In the first study, Goren and her colleagues found relatively straightforward changes in how care is provided could help VA expand clozapine use for patients with treatment-resistant schizophrenia. In fact, all of the strategies to improve access to clozapine are being used in at least some VA hospitals. These strategies include: providing transportation to appointments for patients taking clozapine, development of multidisciplinary clinics and having clearly identified processes. They were all were associated with higher clozapine use, Goren said.
In the cost-benefit study, she reported even with additional resource costs to fully monitor treatment, VA hospitals could save $22,444 annually per patient treated with clozapine, primarily through fewer inpatient hospitalizations. If current use was doubled and 50 percent of those veterans remained on clozapine for one year, the VA would save $80 million each year.
While only 1 percent of the U.S. population suffers from schizophrenia, it is an important disease for the VA because its onset usually occurs between 18 and 30. “Which means many people in the military don’t exhibit the symptoms of the disease until after they have joined,” Goren said. “But if the disease surfaces while they are in the service, they remain VA patients for life.
“One patient who went on a clozapine regimen gained a lot of weight (a side effect of the medication), but she told me, “I am happy because I have my life back’,” said Goren, who is also a senior psychiatric pharmacist at Cambridge Health Alliance in Cambridge, Mass. and an instructor in psychiatry at Harvard Medical School. She teaches psychopharmacology, and as a URI pharmacy preceptor, mentors URI doctor of pharmacy students during their psychiatric rotations at her practice in Cambridge.

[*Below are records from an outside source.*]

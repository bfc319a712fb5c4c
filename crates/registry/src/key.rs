//! Record identifiers and indifferent key lookup.

use std::borrow::{Borrow, Cow};
use std::fmt;
use std::sync::Arc;

use serde::{Deserialize, Deserializer, Serialize, Serializer};

/// Identifier of a static record.
///
/// Ids are normalized to their string form on construction, so `1`, `"1"` and
/// `'1'` all name the same record. Cloning is cheap.
#[derive(Clone, PartialEq, Eq, Hash, PartialOrd, Ord)]
pub struct RecordId(Arc<str>);

impl RecordId {
	/// Creates an id from anything string-like.
	pub fn new(id: impl Into<Arc<str>>) -> Self {
		Self(id.into())
	}

	/// Returns the id as a string slice.
	#[inline]
	pub fn as_str(&self) -> &str {
		&self.0
	}
}

impl Borrow<str> for RecordId {
	fn borrow(&self) -> &str {
		&self.0
	}
}

impl AsRef<str> for RecordId {
	fn as_ref(&self) -> &str {
		&self.0
	}
}

impl fmt::Display for RecordId {
	fn fmt(&self, f: &mut fmt::Formatter<'_>) -> fmt::Result {
		f.write_str(&self.0)
	}
}

impl fmt::Debug for RecordId {
	fn fmt(&self, f: &mut fmt::Formatter<'_>) -> fmt::Result {
		write!(f, "RecordId({:?})", &*self.0)
	}
}

impl From<&str> for RecordId {
	fn from(id: &str) -> Self {
		Self(Arc::from(id))
	}
}

impl From<String> for RecordId {
	fn from(id: String) -> Self {
		Self(Arc::from(id))
	}
}

impl From<Cow<'_, str>> for RecordId {
	fn from(id: Cow<'_, str>) -> Self {
		Self(Arc::from(id))
	}
}

impl From<&RecordId> for RecordId {
	fn from(id: &RecordId) -> Self {
		id.clone()
	}
}

impl From<char> for RecordId {
	fn from(id: char) -> Self {
		Self(Arc::from(id.encode_utf8(&mut [0; 4]) as &str))
	}
}

impl Serialize for RecordId {
	fn serialize<S: Serializer>(&self, serializer: S) -> Result<S::Ok, S::Error> {
		serializer.serialize_str(&self.0)
	}
}

impl<'de> Deserialize<'de> for RecordId {
	fn deserialize<D: Deserializer<'de>>(deserializer: D) -> Result<Self, D::Error> {
		String::deserialize(deserializer).map(Self::from)
	}
}

/// A value usable as a registry lookup key.
///
/// Every representation of the same token yields the same key string, which
/// is what makes lookups indifferent to how the caller spells an id.
pub trait RecordKey {
	/// Returns the normalized key string.
	fn record_key(&self) -> Cow<'_, str>;
}

impl RecordKey for str {
	fn record_key(&self) -> Cow<'_, str> {
		Cow::Borrowed(self)
	}
}

impl RecordKey for String {
	fn record_key(&self) -> Cow<'_, str> {
		Cow::Borrowed(self)
	}
}

impl RecordKey for Cow<'_, str> {
	fn record_key(&self) -> Cow<'_, str> {
		Cow::Borrowed(self)
	}
}

impl RecordKey for RecordId {
	fn record_key(&self) -> Cow<'_, str> {
		Cow::Borrowed(&self.0)
	}
}

impl RecordKey for char {
	fn record_key(&self) -> Cow<'_, str> {
		Cow::Owned(self.to_string())
	}
}

impl<K: RecordKey + ?Sized> RecordKey for &K {
	fn record_key(&self) -> Cow<'_, str> {
		(**self).record_key()
	}
}

macro_rules! integer_keys {
	($($ty:ty),* $(,)?) => {
		$(
			impl RecordKey for $ty {
				fn record_key(&self) -> Cow<'_, str> {
					Cow::Owned(self.to_string())
				}
			}

			impl From<$ty> for RecordId {
				fn from(id: $ty) -> Self {
					Self(Arc::from(id.to_string()))
				}
			}
		)*
	};
}

integer_keys!(u8, u16, u32, u64, usize, i8, i16, i32, i64, isize);
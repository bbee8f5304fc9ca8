//! Session Registry implementation.
//!
//! Tracks live sessions by id and routes stanzas to them by name.

use std::fmt;

use dashmap::DashMap;
use tokio::sync::mpsc;
use tracing::{debug, info, instrument, warn};

use crate::stanza::Stanza;
use crate::types::{Identity, SessionId};

/// A stanza to be sent to a session.
///
/// This is the message type sent through the outbound channel to
/// deliver stanzas to connected peers.
#[derive(Debug, Clone, PartialEq, Eq)]
pub struct OutboundStanza {
    /// The stanza to send
    pub stanza: Stanza,
}

impl OutboundStanza {
    /// Create a new outbound stanza.
    pub fn new(stanza: Stanza) -> Self {
        Self { stanza }
    }
}

/// What the registry holds for each live session.
///
/// The identity is the session's own live handle, so a login that happens
/// after registration is visible to routing without re-registering.
#[derive(Debug, Clone)]
pub struct SessionHandle {
    id: SessionId,
    identity: Identity,
    sender: mpsc::Sender<OutboundStanza>,
}

impl SessionHandle {
    /// Create a handle from a session's id, identity and outbound queue.
    pub fn new(id: SessionId, identity: Identity, sender: mpsc::Sender<OutboundStanza>) -> Self {
        Self {
            id,
            identity,
            sender,
        }
    }

    pub fn id(&self) -> SessionId {
        self.id
    }

    pub fn identity(&self) -> &Identity {
        &self.identity
    }

    /// Queue a stanza for the owning session task to write.
    pub fn send(&self, stanza: Stanza) -> SendResult {
        match self.sender.try_send(OutboundStanza::new(stanza)) {
            Ok(()) => SendResult::Sent,
            Err(mpsc::error::TrySendError::Full(_)) => SendResult::ChannelFull,
            Err(mpsc::error::TrySendError::Closed(_)) => SendResult::ChannelClosed,
        }
    }
}

/// Result of attempting to send a stanza to a session.
#[derive(Debug, Clone, Copy, PartialEq, Eq)]
pub enum SendResult {
    /// Stanza was successfully queued for delivery
    Sent,
    /// The session's queue is full (backpressure)
    ChannelFull,
    /// The session's queue is closed; the session is gone
    ChannelClosed,
}

impl SendResult {
    pub fn is_sent(&self) -> bool {
        matches!(self, SendResult::Sent)
    }
}

/// Directory of live sessions.
///
/// Thread-safe registry shared by every session task. Structural changes
/// (add/remove) and routing iterations are serialized by DashMap's shard
/// locks; the map itself is never exposed.
///
/// ## Usage
///
/// ```ignore
/// let registry = SessionRegistry::new();
///
/// // When a session is accepted:
/// registry.add(session.handle());
///
/// // When a session yields a routable stanza:
/// let results = registry.route(&stanza, "bob");
///
/// // When a session ends:
/// registry.remove(session.id());
/// ```
pub struct SessionRegistry {
    /// Map of session id to handle
    sessions: DashMap<SessionId, SessionHandle>,
}

impl SessionRegistry {
    /// Create a new session registry.
    pub fn new() -> Self {
        info!("Creating session registry");
        Self {
            sessions: DashMap::new(),
        }
    }

    /// Add a live session. Identities need not be unique.
    #[instrument(skip(self, handle), fields(session = %handle.id()))]
    pub fn add(&self, handle: SessionHandle) {
        if self.sessions.insert(handle.id(), handle).is_some() {
            debug!("Replaced existing session registration");
        } else {
            debug!("Registered new session");
        }
    }

    /// Remove a session by id.
    ///
    /// Returns the handle if the session was registered, None otherwise.
    #[instrument(skip(self), fields(session = %id))]
    pub fn remove(&self, id: SessionId) -> Option<SessionHandle> {
        let removed = self.sessions.remove(&id);
        if removed.is_some() {
            debug!("Unregistered session");
        } else {
            debug!("Session was not registered");
        }
        removed.map(|(_, handle)| handle)
    }

    /// Check if a session is currently registered.
    pub fn contains(&self, id: SessionId) -> bool {
        self.sessions.contains_key(&id)
    }

    /// Number of live sessions.
    pub fn len(&self) -> usize {
        self.sessions.len()
    }

    pub fn is_empty(&self) -> bool {
        self.sessions.is_empty()
    }

    /// Snapshot of every live session and its current identity.
    ///
    /// Useful for debugging and monitoring.
    pub fn identities(&self) -> Vec<(SessionId, String)> {
        let mut identities: Vec<_> = self
            .sessions
            .iter()
            .map(|entry| (*entry.key(), entry.value().identity().get()))
            .collect();
        identities.sort_by_key(|(id, _)| *id);
        identities
    }

    /// Deliver a stanza to every session whose identity case-insensitively
    /// equals `target`.
    ///
    /// Every match is attempted even if earlier ones fail; the per-session
    /// results are returned. No match is not an error. Sessions whose queue
    /// turned out to be closed are dropped from the registry.
    #[instrument(skip(self, stanza), fields(stanza_type = %stanza.name(), to = %target))]
    pub fn route(&self, stanza: &Stanza, target: &str) -> Vec<(SessionId, SendResult)> {
        // Collect first so no shard lock is held while sending or pruning.
        let recipients: Vec<SessionHandle> = self
            .sessions
            .iter()
            .filter(|entry| entry.value().identity().matches(target))
            .map(|entry| entry.value().clone())
            .collect();

        if recipients.is_empty() {
            debug!("No session matches target, dropping stanza");
            return Vec::new();
        }

        let mut results = Vec::with_capacity(recipients.len());
        for recipient in recipients {
            let result = recipient.send(stanza.clone());
            match result {
                SendResult::Sent => debug!(session = %recipient.id(), "Stanza queued for delivery"),
                SendResult::ChannelFull => {
                    warn!(session = %recipient.id(), "Outbound queue full, stanza dropped")
                }
                SendResult::ChannelClosed => {
                    debug!(session = %recipient.id(), "Outbound queue closed, removing session");
                    self.sessions.remove(&recipient.id());
                }
            }
            results.push((recipient.id(), result));
        }

        results
    }
}

impl Default for SessionRegistry {
    fn default() -> Self {
        Self::new()
    }
}

impl fmt::Debug for SessionRegistry {
    fn fmt(&self, f: &mut fmt::Formatter<'_>) -> fmt::Result {
        f.debug_struct("SessionRegistry")
            .field("session_count", &self.sessions.len())
            .finish()
    }
}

Goren said evidence-based guidelines and VA policies agree that patients who do not respond to two adequate trials of antipsychotic drugs should be offered clozapine. However, on average, she said, patients receive six antipsychotic trials with multiple drugs, a practice unsupported by research findings. The delay in prescribing clozapine means that patients receive less effective therapies in place of the only treatment proven effective for patients with treatment-resistant schizophrenia, she said.
“This problem is not limited to the VA,” she said, adding that, “research shows this happens in most U.S. treatment settings, so the study findings are important for patients with treatment-resistant schizophrenia receiving care within and outside of the VA.
“This is the only medication that works, but it’s difficult to manage,” Goren said. “It can decrease white blood cell counts, which can lead to infection and death. But, required monitoring programs are quite effective.”
Goren said that with proper monitoring, the rate of agranulocytosis (an acute blood disorder) is 0.38 percent. Given clozapine’s efficacy in decreasing suicide attempts, more lives are saved than harmed with clozapine treatment.
“Our goal is to get more patients treated with clozapine, which is underused because overall, clozapine saves lives, improves patients lives and decreases health care costs,” said Goren.
“This is a tortuous disease, but patients on clozapine will spend less time in the hospital and can reintegrate into daily living. Some patients will even be able to return to work as they are treated with clozapine.”
She also said patients with treatment-resistant schizophrenia have among the highest rates of suicide.
“There are only two drugs to have been shown effective in preventing suicide among this group and one of them is clozapine,” Goren said. “Individuals with schizophrenia die an average of 25 years younger than the general population.
“It breaks my heart to see how poorly these patients are treated in all phases of their lives. This is my population. There are evidence-based treatments that work,” said Goren.